Elastic Stack Logstash
1

I am trying to get the data from a log, however in the middle of the log there is a line break which prevents the Grok filter from reading it correctly. If I adjust it to a single line it works, however, it would require the line break to be found

How could you tell Grok that there will be a jump and take the following data?

This the log

{C-FLOW-ID-CAB APN101MQ C-OPERATION-CAB P T-EVENTO-CAB RUNNING T-EXTERNAL-ID-CAB null F-MESSAGE-CAB 20221018 H-MESSAGE-CAB 601006 C-MESSAGE-ID-CAB DC45D4AA6B3D0000 M-STATUS-CAB 02 
[<FOTO><Status>RUNNING</Status><EVENTO>2022101806:01:00.0</EVENTO></FOTO>]}

This is my grok filter

grok {
        match => { 'message' => '(?:[^:]+) %{WORD:C-FLOW-ID-CAB} (?:[^:]+) %{WORD:C-OPERATION-CAB} (?:[^:]+) %{WORD:T-EVENTO-CAB} (?:[^:]+) %{WORD:T-EXTERNAL-ID-CAB} (?:[^:]+) %{WORD:F-MESSAGE-CAB} (?:[^:]+) %{WORD:H-MESSAGE-CAB} (?:[^:]+) %{WORD:C-MESSAGE-ID-CAB} (?:[^:]+) %{WORD:M-STATUS-CAB} \[%{GREEDYDATA:DETAIL}\]'}
    }
2

Can you show how the message looks like?
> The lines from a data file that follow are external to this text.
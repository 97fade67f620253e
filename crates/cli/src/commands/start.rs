use crate::commands::CommandResult;
use despacho_core::config::{AppConfig, LoadOptions};
use despacho_db::connect_from_config;

/// Startup preflight: configuration loads and the database accepts a
/// connection. Does not mutate anything.
pub fn run() -> CommandResult {
    let config = match AppConfig::load(LoadOptions::default()) {
        Ok(config) => config,
        Err(error) => {
            return CommandResult::failure(
                "start",
                "config_validation",
                format!("configuration issue: {error}"),
                2,
            );
        }
    };

    let runtime = match tokio::runtime::Builder::new_current_thread().enable_all().build() {
        Ok(runtime) => runtime,
        Err(error) => {
            return CommandResult::failure(
                "start",
                "runtime_init",
                format!("failed to initialize async runtime: {error}"),
                3,
            );
        }
    };

    let result = runtime.block_on(async {
        let pool = connect_from_config(&config.database)
            .await
            .map_err(|error| ("db_connectivity", error.to_string(), 4u8))?;
        pool.close().await;
        Ok::<(), (&'static str, String, u8)>(())
    });

    match result {
        Ok(()) => CommandResult::success(
            "start",
            format!(
                "preflight passed; server would bind {}:{}",
                config.server.bind_address, config.server.port
            ),
        ),
        Err((error_class, message, exit_code)) => {
            CommandResult::failure("start", error_class, message, exit_code)
        }
    }
}
pub mod engine;
pub mod resolution;

pub use engine::{CrossingConfig, DeclarationCrossingEngine};
pub use resolution::CrossingResolutionWorkflow;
A single line or two lines? Filebear or file should use multiline pattern or if is a single line remove \n from the message with gsub or add \n or .{1,3} in front [<FOTO><Status>...

.{1,3}\[%{GREEDYDATA:DETAIL}\]
\\n\[%{GREEDYDATA:DETAIL}\]

3

This topic was automatically closed 28 days after the last reply. New replies are no longer allowed.